Sunday, July 31, 2011
AE24: Undulating Metal Fins
[Aomori Nebuta House in Japan by molo design (2011) | image source]
A recent building getting a good amount of press lately is the Nebuta House in Aomori, Japan by molo design. The architects describe it as "a unique cultural building inspired by the craftsmanship and spirit of Aomori's Nebuta Festival ... a form of storytelling during which heroes, demons and animals from history and myth come to life as large-scale, paper lanterns (Nebuta) illuminated from within. The building is a house for these mythical creatures, functionally meant to share the tradition, archive the history and nurture the future of this unique cultural art form." The most notable formal aspect of the building is the wrapper of "twisted steel ribbons, each shaped to create variation: openings for light, areas of opacity, views, or opportunities for pedetrian circulation."
[Aomori Nebuta House in Japan by molo design | image source]
These ribbons, what I'm calling undulating metal fins, seem to be a recurring architectural element of late, the next step of straight projecting fins -- be they glass, metal, wood, or some other material -- that can be found on many facades, from cultural institutions to corporate campuses. An early example of undulations in metal can be found in the Central Signal Tower in Basel, Switzerland by Herzog & de Meuron, predating molo's building by over a decade. The earlier design undulates copper fins in a horizontal orientation to allow ventilation from the primarily solid cube; it elevates a typically mundane industrial structure into something mysterious and poetic. Molo's design turns the metal into fabric, as if the facade is draped from the roof, solidified into place after a breeze.
[Tenleytown-Friendship Library in Washington, DC by The Freelon Group (2011) | image source]

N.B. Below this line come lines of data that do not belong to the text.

//! Request and response shapes of the vendor API and of Cognito.

use std::collections::BTreeMap;

use evnex_bridge_app::ports::LoadProfile;
use evnex_bridge_domain::snapshot::{ConnectorId, Cost, Session};
use evnex_bridge_domain::time::Timestamp;
use serde::{Deserialize, Serialize};

/// `{ "data": ... }`
#[derive(Debug, Deserialize)]
pub struct Data<T> {
    pub data: T,
}

/// `{ "items": [...] }`
#[derive(Debug, Deserialize)]
pub struct Items<T> {
    pub items: Vec<T>,
}

/// JSON:API style resource of the v3 endpoints.
#[derive(Debug, Deserialize)]
pub struct Resource<T> {
    pub id: String,
    pub attributes: T,
}

#[derive(Debug, Deserialize)]
#[serde(rename_all = "camelCase")]
pub struct SessionAttributes {
    pub start_date: Option<Timestamp>,
    pub end_date: Option<Timestamp>,
    pub total_power_usage: Option<f64>,
    pub total_cost: Option<Cost>,
    pub session_status: Option<String>,
    pub connector_id: Option<ConnectorId>,
}

impl Resource<SessionAttributes> {
    pub fn into_session(self) -> Session {
        let Self { id, attributes } = self;
        Session {
            id,
            start_date: attributes.start_date,
            end_date: attributes.end_date,
            total_power_usage: attributes.total_power_usage,
            total_cost: attributes.total_cost,
            session_status: attributes.session_status,
            connector_id: attributes.connector_id,
        }
    }
}

#[derive(Debug, Serialize)]
#[serde(rename_all = "camelCase")]
pub struct OverrideBody {
    pub charge_now: bool,
}

#[derive(Debug, Serialize)]
#[serde(rename_all = "camelCase")]
pub struct ChangeAvailabilityBody<'a> {
    pub connector_id: &'a str,
    pub change_availability_type: &'static str,
}

impl<'a> ChangeAvailabilityBody<'a> {
    pub fn new(connector_id: &'a str, enabled: bool) -> Self {
        Self {
            connector_id,
            change_availability_type: if enabled { "Operative" } else { "Inoperative" },
        }
    }
}

#[derive(Debug, Serialize)]
#[serde(rename_all = "camelCase")]
pub struct RemoteStopBody<'a> {
    pub connector_id: &'a str,
}

#[derive(Debug, Serialize)]
pub struct ProfilePeriod {
    pub limit: f64,
    pub start: u32,
}

#[derive(Debug, Serialize)]
#[serde(rename_all = "camelCase")]
pub struct LoadProfileBody {
    pub charging_profile_periods: Vec<ProfilePeriod>,
    pub enabled: bool,
    pub duration: u32,
    pub units: &'static str,
}

impl From<&LoadProfile> for LoadProfileBody {
    fn from(profile: &LoadProfile) -> Self {
        Self {
            charging_profile_periods: profile
                .periods
                .iter()
                .map(|p| ProfilePeriod {
                    limit: p.limit,
                    start: p.start,
                })
                .collect(),
            enabled: profile.enabled,
            duration: profile.duration,
            units: profile.units,
        }
    }
}

/// Cognito `InitiateAuth` request.
#[derive(Debug, Serialize)]
#[serde(rename_all = "PascalCase")]
pub struct InitiateAuth<'a> {
    pub auth_flow: &'static str,
    pub client_id: &'a str,
    pub auth_parameters: BTreeMap<&'static str, &'a str>,
}

#[derive(Debug, Deserialize)]
#[serde(rename_all = "PascalCase")]
pub struct InitiateAuthResponse {
    pub authentication_result: AuthenticationResult,
}

#[derive(Debug, Deserialize)]
#[serde(rename_all = "PascalCase")]
pub struct AuthenticationResult {
    pub access_token: String,
    #[serde(default)]
    pub id_token: Option<String>,
    /// Absent when refreshing.
    #[serde(default)]
    pub refresh_token: Option<String>,
}

/// Error body of a rejected Cognito call.
#[derive(Debug, Deserialize)]
pub struct CognitoError {
    #[serde(rename = "__type", default)]
    pub kind: String,
    #[serde(default)]
    pub message: Option<String>,
}

impl CognitoError {
    pub fn is_auth(&self) -> bool {
        matches!(
            self.kind.as_str(),
            "NotAuthorizedException" | "UserNotFoundException" | "PasswordResetRequiredException"
        )
    }
}
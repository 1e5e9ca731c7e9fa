//! Entity: one observable or controllable aspect of a device.
//!
//! An entity is identified in two ways:
//! - [`EntityId`]: the host registry's opaque UUID;
//! - `unique_id`: the integration-owned stable key, `<org-or-charger-id><suffix>`.
//!
//! The registry upserts by `(integration, unique_id)`, so re-rendering an
//! entity on every refresh keeps its [`EntityId`].

mod attribute_value;
mod state;

pub use attribute_value::AttributeValue;
pub use state::EntityState;

use std::collections::HashMap;
use std::fmt;
use std::str::FromStr;

use serde::{Deserialize, Serialize};

use crate::error::{BridgeError, ValidationError};
use crate::id::{DeviceId, EntityId};
use crate::time::{Timestamp, now};

/// Entity domain, which decides the services an entity accepts.
#[derive(Debug, Clone, Copy, PartialEq, Eq, Hash, Serialize, Deserialize)]
#[serde(rename_all = "lowercase")]
pub enum EntityKind {
    Sensor,
    Switch,
    Number,
    Button,
}

impl EntityKind {
    /// Lowercase domain name used as the `entity_id` prefix.
    #[must_use]
    pub fn as_str(self) -> &'static str {
        match self {
            Self::Sensor => "sensor",
            Self::Switch => "switch",
            Self::Number => "number",
            Self::Button => "button",
        }
    }
}

impl fmt::Display for EntityKind {
    fn fmt(&self, f: &mut fmt::Formatter<'_>) -> fmt::Result {
        f.write_str(self.as_str())
    }
}

impl FromStr for EntityKind {
    type Err = ValidationError;

    fn from_str(s: &str) -> Result<Self, Self::Err> {
        match s {
            "sensor" => Ok(Self::Sensor),
            "switch" => Ok(Self::Switch),
            "number" => Ok(Self::Number),
            "button" => Ok(Self::Button),
            other => Err(ValidationError::InvalidEntityId(other.to_string())),
        }
    }
}

/// A single entity as registered with the host.
#[derive(Debug, Clone, PartialEq, Serialize, Deserialize)]
pub struct Entity {
    pub id: EntityId,
    pub device_id: DeviceId,
    pub kind: EntityKind,
    /// Human-facing id, `<kind>.<slug>`.
    pub entity_id: String,
    /// Integration-owned stable key.
    pub unique_id: String,
    /// Name of the integration that owns this entity.
    pub integration: String,
    pub friendly_name: String,
    pub state: EntityState,
    pub attributes: HashMap<String, AttributeValue>,
    pub last_changed: Timestamp,
    pub last_updated: Timestamp,
}

impl Entity {
    /// Create a builder for constructing an [`Entity`].
    #[must_use]
    pub fn builder() -> EntityBuilder {
        EntityBuilder::default()
    }

    /// Look up an attribute by name.
    #[must_use]
    pub fn get_attribute(&self, name: &str) -> Option<&AttributeValue> {
        self.attributes.get(name)
    }

    /// Replace the state, bumping `last_changed` only when it differs.
    pub fn update_state(&mut self, state: EntityState, at: Timestamp) {
        if self.state != state {
            self.state = state;
            self.last_changed = at;
        }
        self.last_updated = at;
    }

    /// Check domain invariants.
    ///
    /// # Errors
    ///
    /// Returns [`BridgeError::Validation`] when the name or unique id is
    /// empty, or when `entity_id` does not start with `<kind>.`.
    pub fn validate(&self) -> Result<(), BridgeError> {
        if self.friendly_name.is_empty() {
            return Err(ValidationError::EmptyName.into());
        }
        if self.unique_id.is_empty() {
            return Err(ValidationError::EmptyUniqueId.into());
        }
        let valid_prefix = self
            .entity_id
            .split_once('.')
            .is_some_and(|(prefix, slug)| prefix == self.kind.as_str() && !slug.is_empty());
        if !valid_prefix {
            return Err(ValidationError::InvalidEntityId(self.entity_id.clone()).into());
        }
        Ok(())
    }
}

/// Derive the `<kind>.<slug>` entity id from a unique id.
#[must_use]
pub fn entity_id_for(kind: EntityKind, unique_id: &str) -> String {
    let slug: String = unique_id
        .chars()
        .map(|c| {
            if c.is_ascii_alphanumeric() {
                c.to_ascii_lowercase()
            } else {
                '_'
            }
        })
        .collect();
    format!("{kind}.evnex_{slug}")
}

/// Step-by-step builder for [`Entity`].
#[derive(Debug, Default)]
pub struct EntityBuilder {
    id: Option<EntityId>,
    device_id: Option<DeviceId>,
    kind: Option<EntityKind>,
    entity_id: Option<String>,
    unique_id: Option<String>,
    integration: Option<String>,
    friendly_name: Option<String>,
    state: EntityState,
    attributes: HashMap<String, AttributeValue>,
}

impl EntityBuilder {
    #[must_use]
    pub fn id(mut self, id: EntityId) -> Self {
        self.id = Some(id);
        self
    }

    #[must_use]
    pub fn device_id(mut self, device_id: DeviceId) -> Self {
        self.device_id = Some(device_id);
        self
    }

    #[must_use]
    pub fn kind(mut self, kind: EntityKind) -> Self {
        self.kind = Some(kind);
        self
    }

    /// Override the derived `<kind>.<slug>` entity id.
    #[must_use]
    pub fn entity_id(mut self, entity_id: impl Into<String>) -> Self {
        self.entity_id = Some(entity_id.into());
        self
    }

    #[must_use]
    pub fn unique_id(mut self, unique_id: impl Into<String>) -> Self {
        self.unique_id = Some(unique_id.into());
        self
    }

    #[must_use]
    pub fn integration(mut self, integration: impl Into<String>) -> Self {
        self.integration = Some(integration.into());
        self
    }

    #[must_use]
    pub fn friendly_name(mut self, name: impl Into<String>) -> Self {
        self.friendly_name = Some(name.into());
        self
    }

    #[must_use]
    pub fn state(mut self, state: EntityState) -> Self {
        self.state = state;
        self
    }

    #[must_use]
    pub fn attribute(mut self, name: impl Into<String>, value: impl Into<AttributeValue>) -> Self {
        self.attributes.insert(name.into(), value.into());
        self
    }

    /// Set an attribute only when a value is present.
    #[must_use]
    pub fn maybe_attribute(
        self,
        name: impl Into<String>,
        value: Option<impl Into<AttributeValue>>,
    ) -> Self {
        match value {
            Some(value) => self.attribute(name, value),
            None => self,
        }
    }

    /// Consume the builder, validate, and return an [`Entity`].
    ///
    /// Defaults: a fresh [`EntityId`], a fresh [`DeviceId`], kind `sensor`,
    /// and an `entity_id` derived from the unique id.
    ///
    /// # Errors
    ///
    /// Returns [`BridgeError::Validation`] if an invariant fails.
    pub fn build(self) -> Result<Entity, BridgeError> {
        let kind = self.kind.unwrap_or(EntityKind::Sensor);
        let unique_id = self.unique_id.unwrap_or_default();
        let entity_id = self
            .entity_id
            .unwrap_or_else(|| entity_id_for(kind, &unique_id));
        let ts = now();
        let entity = Entity {
            id: self.id.unwrap_or_default(),
            device_id: self.device_id.unwrap_or_default(),
            kind,
            entity_id,
            unique_id,
            integration: self.integration.unwrap_or_default(),
            friendly_name: self.friendly_name.unwrap_or_default(),
            state: self.state,
            attributes: self.attributes,
            last_changed: ts,
            last_updated: ts,
        };
        entity.validate()?;
        Ok(entity)
    }
}

#[cfg(test)]
mod tests {
    use super::*;

    fn sample() -> EntityBuilder {
        Entity::builder()
            .kind(EntityKind::Switch)
            .unique_id("4f2c-charge_now")
            .integration("evnex")
            .friendly_name("Charge Now")
    }

    #[test]
    fn should_derive_entity_id_from_unique_id() {
        let entity = sample().build().unwrap();
        assert_eq!(entity.entity_id, "switch.evnex_4f2c_charge_now");
        assert_eq!(entity.state, EntityState::Unknown);
    }

    #[test]
    fn should_reject_empty_name() {
        let result = Entity::builder().unique_id("abc").build();
        assert!(matches!(
            result,
            Err(BridgeError::Validation(ValidationError::EmptyName))
        ));
    }

    #[test]
    fn should_reject_empty_unique_id() {
        let result = Entity::builder().friendly_name("x").build();
        assert!(matches!(
            result,
            Err(BridgeError::Validation(ValidationError::EmptyUniqueId))
        ));
    }

    #[test]
    fn should_reject_entity_id_with_wrong_prefix() {
        let result = sample().entity_id("sensor.charge_now").build();
        assert!(matches!(
            result,
            Err(BridgeError::Validation(ValidationError::InvalidEntityId(_)))
        ));
    }

    #[test]
    fn should_skip_absent_optional_attribute() {
        let entity = sample()
            .maybe_attribute("unit", None::<&str>)
            .maybe_attribute("icon", Some("mdi:ev-station"))
            .build()
            .unwrap();
        assert!(entity.get_attribute("unit").is_none());
        assert_eq!(
            entity.get_attribute("icon"),
            Some(&AttributeValue::String("mdi:ev-station".to_string()))
        );
    }

    #[test]
    fn should_only_bump_last_changed_when_state_differs() {
        let mut entity = sample().state(EntityState::Off).build().unwrap();
        let changed = entity.last_changed;
        let later = changed + chrono::Duration::seconds(30);

        entity.update_state(EntityState::Off, later);
        assert_eq!(entity.last_changed, changed);
        assert_eq!(entity.last_updated, later);

        entity.update_state(EntityState::On, later);
        assert_eq!(entity.last_changed, later);
    }

    #[test]
    fn should_parse_kind_from_str() {
        assert_eq!("number".parse::<EntityKind>().unwrap(), EntityKind::Number);
        assert!("light".parse::<EntityKind>().is_err());
    }
}
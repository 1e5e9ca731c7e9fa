//! Vendor API port: every call the bridge makes against the Evnex cloud.
//!
//! Implementations own the session tokens: they authenticate lazily when
//! no access token is known and expose the current triple through
//! [`EvnexApi::tokens`] so the application can persist it.

use std::future::Future;

use evnex_bridge_domain::error::{BoxError, BridgeError};
use evnex_bridge_domain::snapshot::{
    ChargePoint, ChargePointDetail, ChargePointOverride, OrgInsight, Session, UserDetail,
};
use evnex_bridge_domain::token::TokenSet;

/// Failure of a single vendor call.
#[derive(Debug, thiserror::Error)]
pub enum ApiError {
    /// The vendor rejected the session (401/403) or the credentials.
    #[error("not authorized")]
    NotAuthorized,

    /// The request did not complete within the configured timeout.
    #[error("request timed out")]
    Timeout,

    /// Any other non-success status.
    #[error("request rejected with status {status}: {body}")]
    Rejected { status: u16, body: String },

    /// Connection-level failure.
    #[error("transport error")]
    Transport(#[source] BoxError),

    /// The response body did not have the expected shape.
    #[error("unexpected response body")]
    Decode(#[source] BoxError),
}

impl ApiError {
    #[must_use]
    pub fn is_auth(&self) -> bool {
        matches!(self, Self::NotAuthorized)
    }

    /// Convert into the port-crossing [`BridgeError`].
    #[must_use]
    pub fn into_domain(self) -> BridgeError {
        if self.is_auth() {
            BridgeError::Auth(Box::new(self))
        } else {
            BridgeError::Upstream(Box::new(self))
        }
    }
}

/// One step of a charging profile.
#[derive(Debug, Clone, Copy, PartialEq)]
pub struct ChargingProfilePeriod {
    /// Current limit in `units`.
    pub limit: f64,
    /// Offset from the profile start, in seconds.
    pub start: u32,
}

/// Load-management profile applied to a charger.
#[derive(Debug, Clone, PartialEq)]
pub struct LoadProfile {
    pub periods: Vec<ChargingProfilePeriod>,
    pub enabled: bool,
    /// Profile duration in seconds.
    pub duration: u32,
    pub units: &'static str,
}

impl LoadProfile {
    /// A day-long profile capping the current at `amps`.
    #[must_use]
    pub fn max_current(amps: f64) -> Self {
        Self {
            periods: vec![ChargingProfilePeriod {
                limit: amps,
                start: 0,
            }],
            enabled: true,
            duration: 86_400,
            units: "A",
        }
    }
}

/// The Evnex cloud API.
pub trait EvnexApi: Send + Sync {
    /// Sign in with the configured credentials, replacing the held tokens.
    fn authenticate(&self) -> impl Future<Output = Result<(), ApiError>> + Send;

    /// Current token triple.
    fn tokens(&self) -> TokenSet;

    /// Seed the client with previously persisted tokens.
    fn set_tokens(&self, tokens: TokenSet);

    fn get_user_detail(&self) -> impl Future<Output = Result<UserDetail, ApiError>> + Send;

    /// List chargers of an organisation, addressed by id or slug.
    fn get_org_charge_points(
        &self,
        org_ref: &str,
    ) -> impl Future<Output = Result<Vec<ChargePoint>, ApiError>> + Send;

    /// Daily insights of an organisation over the last `days` days, oldest first.
    fn get_org_insight(
        &self,
        org_ref: &str,
        days: u32,
    ) -> impl Future<Output = Result<Vec<OrgInsight>, ApiError>> + Send;

    fn get_charge_point_detail_v3(
        &self,
        charger_id: &str,
    ) -> impl Future<Output = Result<ChargePointDetail, ApiError>> + Send;

    fn get_charge_point_sessions(
        &self,
        charger_id: &str,
    ) -> impl Future<Output = Result<Vec<Session>, ApiError>> + Send;

    fn get_charge_point_override(
        &self,
        charger_id: &str,
    ) -> impl Future<Output = Result<ChargePointOverride, ApiError>> + Send;

    fn set_charge_point_override(
        &self,
        charger_id: &str,
        charge_now: bool,
    ) -> impl Future<Output = Result<(), ApiError>> + Send;

    fn enable_connector(
        &self,
        org_id: &str,
        charger_id: &str,
        connector_id: &str,
    ) -> impl Future<Output = Result<(), ApiError>> + Send;

    fn disable_connector(
        &self,
        org_id: &str,
        charger_id: &str,
        connector_id: &str,
    ) -> impl Future<Output = Result<(), ApiError>> + Send;

    fn set_charger_load_profile(
        &self,
        charger_id: &str,
        profile: &LoadProfile,
    ) -> impl Future<Output = Result<(), ApiError>> + Send;

    /// Stop the running session of a charger.
    fn stop_charge_point(
        &self,
        charger_id: &str,
        org_id: &str,
    ) -> impl Future<Output = Result<(), ApiError>> + Send;
}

The Freelon Group's design for the facade of the Tenleytown-Friendship Library in Washington, DC, resembles molo's ribbons, in terms of color and direction, if not in undulation. Here the metal fins are angled to control daylighting, but it also gives a variable impression to the exterior, from transparent to solid. To put it another way, undulations across the facade are implied by one's perspective, rather than the manipulation of the fins. The same can be said if the pieces projected perpendicular from the glass wall behind, but the effect is more apparent with the angle, which varies depending on the facade's orientation.
[New Carver Apartments in Los Angeles, California by Michael Maltzan Architecture (2009) | image source]
In Michael Maltzan's design for the New Carver Apartments in Los Angeles, metal fins are used in the central courtyard, a circular space inside the spiral plan with a serrated exterior. The fins jog as they rise to give the cylindrical space a dynamism it wouldn't otherwise have. It's quite cinematic. And while the fins themselves don't undulate like molo's design, their angles give the effect of such.
[ThyssenKrupp Quarter in Essen, Germany by JSWD Architekten and Chaix & Morel et Associés | Photograph by Christian Richters | image source]
What may come to mind when speaking of implied movement and undulations is, well, actual movement. Some facades these days go that extra step and use operable fins to control daylight, but none is more impressive than the ThyssenKrupp Quarter in Essen, Germany by JSWD Architekten and Chaix & Morel et Associés. The louvered stainless steel fins of one building (above) aren't simple rectangular pieces; instead they zig-zag up the building, alternating with the neighboring fins to fit snuggly when closed but can appear folded or even totem-like when open, depending on their positioning.
[Carriage House in New York, NY by Christoff:Finio Architects (2008) | photos by archidose]
Getting back to literal undulating metal fins, here are a couple small projects that twist metal bars as they rise from the ground to the floor above; one I've seen in person (above, the Carriage House by Christoff:Finio Architects), while the other is in Hort Park in Singapore (below). I don't know any details on the latter, but the former impressively holds its own next to much bigger neighboring buildings designed by Richard Meier, Asymptote Architecture, and Daniel Goldner Architects. The fins control visibility into a transition space between the alley and house, but they also create a lovely texture from a simple gesture (the bars twist 90 degrees and alternate to create the pattern).